E, a proposito: essere queer mi ha insegnato che esiste più di un modo di essere un uomo o una donna perché esiste più di un modo di essere una persona. Ed è molto più gratificante relazionarsi agli esseri umani in quanto esseri umani anziché secondo le lenti dei ruoli che ci hanno dato da recitare fin dalla nascita. Certo, fa paura. Si perdono tante finte rassicurazioni, e si perde la promessa di poter decifrare alla svelta chi abbiamo davanti. Ma ciò che si guadagna è una vita degna di essere vissuta. Con le relazioni più profonde, vere e significative che si possano stabilire. 

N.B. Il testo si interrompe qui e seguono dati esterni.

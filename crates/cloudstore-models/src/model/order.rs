//! Sort-order descriptors attached to paginated listings.

use crate::document::Document;
use crate::error::AccessError;
use crate::model::entity::{Entity, Model};

pub const FIELD_BY: &str = "by";
pub const FIELD_DIRECTION: &str = "direction";

/// One sort criterion of a listing: the field sorted by and the direction.
#[derive(Clone, Debug, PartialEq)]
pub struct SortOrder {
    entity: Entity,
}

impl SortOrder {
    /// The field the listing is sorted by, e.g. `"name"`.
    pub fn by(&self) -> Result<Option<String>, AccessError> {
        self.entity.properties().as_string(FIELD_BY)
    }

    /// The sort direction, e.g. `"ASC"` or `"DESC"`.
    pub fn direction(&self) -> Result<Option<String>, AccessError> {
        self.entity.properties().as_string(FIELD_DIRECTION)
    }
}

impl Model for SortOrder {
    fn from_document(doc: Document) -> Self {
        SortOrder {
            entity: Entity::from_document(doc),
        }
    }

    fn entity(&self) -> &Entity {
        &self.entity
    }

    fn entity_mut(&mut self) -> &mut Entity {
        &mut self.entity
    }
}

#[cfg(test)]
mod tests {
    use super::*;

    #[test]
    fn test_sort_order_fields() {
        let order = SortOrder::from_json(r#"{"by":"name","direction":"ASC"}"#).unwrap();
        assert_eq!(order.by().unwrap().as_deref(), Some("name"));
        assert_eq!(order.direction().unwrap().as_deref(), Some("ASC"));
    }
}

Inoltre, essere queer mi ha insegnato a vedere i generi di “uomo” e “donna” come uno spettro, e che chiunque possa identificarsi in qualche punto di questo spettro, o buttarlo proprio per aria dimostrando che di generi in cui identificarsi ne esistono altri, o che non ne esista nessuno, e non ci sia nulla di male a rivendicarlo. Questa autodeterminazione può variare col tempo, può restare sempre la stessa. Ma ancora una volta, a ogni essere umano spetta il compito di esprimere la sua verità. A patto che sia felice e non faccia del male a nessunə, lo sosterrò al 100%. E se le emozioni che mi genera sono meravigliose quanto il suo modo di essere, potrei anche innamorarmi di ləi. 
In quanto al partorirsi da sé più volte, essere queer mi ha insegnato anche che non posso scegliere da dove vengo, ma posso cercare di fare del mio meglio con ciò che la Natura mi ha dato o con ciò che diventerò. Del resto, sono umana, e significa che avrò sempre i miei limiti. Ma nessuno di essi ha a che fare con le idee che le altre persone si fanno su chi o cosa io abbia il diritto di essere e amare. 

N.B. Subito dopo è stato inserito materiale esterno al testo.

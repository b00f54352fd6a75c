//! Named server-side collections (e.g. favorites).

use crate::document::Document;
use crate::error::AccessError;
use crate::model::entity::{Entity, Model};

pub const FIELD_NAME: &str = "name";
pub const FIELD_COLLECTION_TYPE: &str = "collection_type";

/// A named collection of items curated on the server.
#[derive(Clone, Debug, PartialEq)]
pub struct Collection {
    entity: Entity,
}

impl Collection {
    /// Discriminator value for collections.
    pub const TYPE: &'static str = "collection";

    /// Creates an empty collection payload.
    pub fn new() -> Self {
        Self {
            entity: Entity::new(),
        }
    }

    /// The collection's display name.
    pub fn name(&self) -> Result<Option<String>, AccessError> {
        self.entity.properties().as_string(FIELD_NAME)
    }

    /// The collection kind, e.g. `"favorites"`.
    pub fn collection_type(&self) -> Result<Option<String>, AccessError> {
        self.entity.properties().as_string(FIELD_COLLECTION_TYPE)
    }
}

impl Default for Collection {
    fn default() -> Self {
        Self::new()
    }
}

impl Model for Collection {
    fn from_document(doc: Document) -> Self {
        Collection {
            entity: Entity::from_document(doc),
        }
    }

    fn entity(&self) -> &Entity {
        &self.entity
    }

    fn entity_mut(&mut self) -> &mut Entity {
        &mut self.entity
    }
}

#[cfg(test)]
mod tests {
    use super::*;

    #[test]
    fn test_collection_fields() {
        let collection = Collection::from_json(
            r#"{"type":"collection","id":"405151","name":"Favorites","collection_type":"favorites"}"#,
        )
        .unwrap();
        assert_eq!(collection.name().unwrap().as_deref(), Some("Favorites"));
        assert_eq!(
            collection.collection_type().unwrap().as_deref(),
            Some("favorites")
        );
        assert_eq!(collection.entity().id().unwrap().as_deref(), Some("405151"));
    }
}
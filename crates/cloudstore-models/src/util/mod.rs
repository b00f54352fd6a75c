//! Internal utilities.

pub mod timestamp;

E questa credo sia una lezione centrale: le persone sono molto più complesse e sfaccettate di come lo stereotipo le spaccia, e hanno da farmi scoprire mondi che io ignoro, se solo lo lascio accadere. Questa complessità va rivendicata, sapendo che le prime impressioni non sono quelle che contano, e al posto di dire “purtroppo” potremmo dire “meno male” che sia così. A quante persone avrei rischiato di non stare attenta, quante realtà, quante vite, quante esperienze, se non avessi sviluppato questa mentalità? Non lo so, e non mi importa se non riuscirò mai a saperlo. Amo anche la sensibilità, l’empatia, l’impossibilità di essere indifferente alle cose che non mi riguardano in prima persona, che ho nutrito grazie al mio essere queer. Non è l’unica cosa a caratterizzarmi, ma molte parti che mi compongono sono decisamente a proprio agio in essa. 

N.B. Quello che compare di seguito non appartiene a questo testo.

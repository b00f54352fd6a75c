//! Error types for document parsing, typed access, and snapshot encoding/decoding.

use thiserror::Error;

/// Error while parsing raw text into a [`Document`](crate::Document).
///
/// These are fatal to the parse call and surfaced to the caller; a document
/// that fails here yields no entity at all.
#[derive(Debug, Clone, PartialEq, Error)]
pub enum DocumentError {
    #[error("malformed document: {0}")]
    Malformed(String),

    #[error("top-level JSON value is {found}, expected an object")]
    NotAnObject { found: &'static str },
}

impl From<serde_json::Error> for DocumentError {
    fn from(err: serde_json::Error) -> Self {
        DocumentError::Malformed(err.to_string())
    }
}

/// Error from a typed accessor invoked against an incompatible field.
///
/// Both variants indicate a caller/schema bug rather than a recoverable
/// per-call condition: requesting a sequence from a scalar, or indexing past
/// the end of a page, is a contract violation and is never silently nulled.
#[derive(Debug, Clone, PartialEq, Eq, Error)]
pub enum AccessError {
    #[error("type mismatch for field {field:?}: expected {expected}, found {found}")]
    TypeMismatch {
        field: String,
        expected: &'static str,
        found: &'static str,
    },

    #[error("index {index} out of range (size: {size})")]
    IndexOutOfRange { index: usize, size: usize },
}

/// Error during snapshot decoding.
#[derive(Debug, Clone, PartialEq, Error)]
pub enum DecodeError {
    #[error("invalid magic bytes: expected CSNP or CSNZ, found {found:?}")]
    InvalidMagic { found: [u8; 4] },

    #[error("unsupported snapshot version: {version}")]
    UnsupportedVersion { version: u8 },

    #[error("unexpected end of input while reading {context}")]
    UnexpectedEof { context: &'static str },

    #[error("varint exceeds maximum length (10 bytes)")]
    VarintTooLong,

    #[error("varint overflow (value exceeds u64)")]
    VarintOverflow,

    #[error("{field} length {len} exceeds maximum {max}")]
    LengthExceedsLimit {
        field: &'static str,
        len: usize,
        max: usize,
    },

    #[error("invalid UTF-8 in {field}")]
    InvalidUtf8 { field: &'static str },

    #[error("malformed JSON in {context}: {message}")]
    MalformedJson {
        context: &'static str,
        message: String,
    },

    #[error("{remaining} trailing bytes after snapshot payload")]
    TrailingBytes { remaining: usize },

    #[error("zstd decompression failed: {0}")]
    DecompressionFailed(String),

    #[error("decompressed size {actual} doesn't match declared {declared}")]
    UncompressedSizeMismatch { declared: usize, actual: usize },
}

/// Error during snapshot encoding.
#[derive(Debug, Clone, PartialEq, Error)]
pub enum EncodeError {
    #[error("{field} length {len} exceeds maximum {max}")]
    LengthExceedsLimit {
        field: &'static str,
        len: usize,
        max: usize,
    },

    #[error("entries field is {found}, expected an array")]
    EntriesNotArray { found: &'static str },

    #[error("zstd compression failed: {0}")]
    CompressionFailed(String),
}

Cadrò e mi rialzerò, stonerò e canterò comunque, farò degli errori e me ne scuserò, e se sarò abbastanza brava metterò la mia stessa finestra sul mondo a testa in giù. Le rigidità e i compartimenti stagni non vanno di pari passo con la natura umana. Quindi, se scopro di avere dei preconcetti, spero di togliermeli anche perché sono fieramente polisessuale, panromantica childfree, transfemminista, non binarista di genere, kinky, pagana e sex positive. È una scoperta che faccio ancora e ancora. E mi va benissimo continuare a scoprire. 
Riallacciandomi a questo ammetto anche un’altra cosa, controintuitiva: essere queer è una faticaccia, e non solo per l’incessante lavorio interiore. Significa doversi spiegare ogni tre per due e andare incontro a incomprensioni, malintesi, bullismo e discriminazione, rifiuti, attacchi, talvolta violenza. Significa rendersi vulnerabili. Ma come dice anche Brenè Brown (3), e come qualunque marine potrà confermare, non c’è vulnerabilità senza coraggio.  Ed è per questo che io, la mia queerness, la rivendico. 
Coraggiosa perché vulnerabile, vulnerabile perché coraggiosa. 
Sono Silvia, e sono un essere umano che è anche queer. E messa così, ve lo assicuro, non è un’informazione di servizio ma una dichiarazione d’intenti.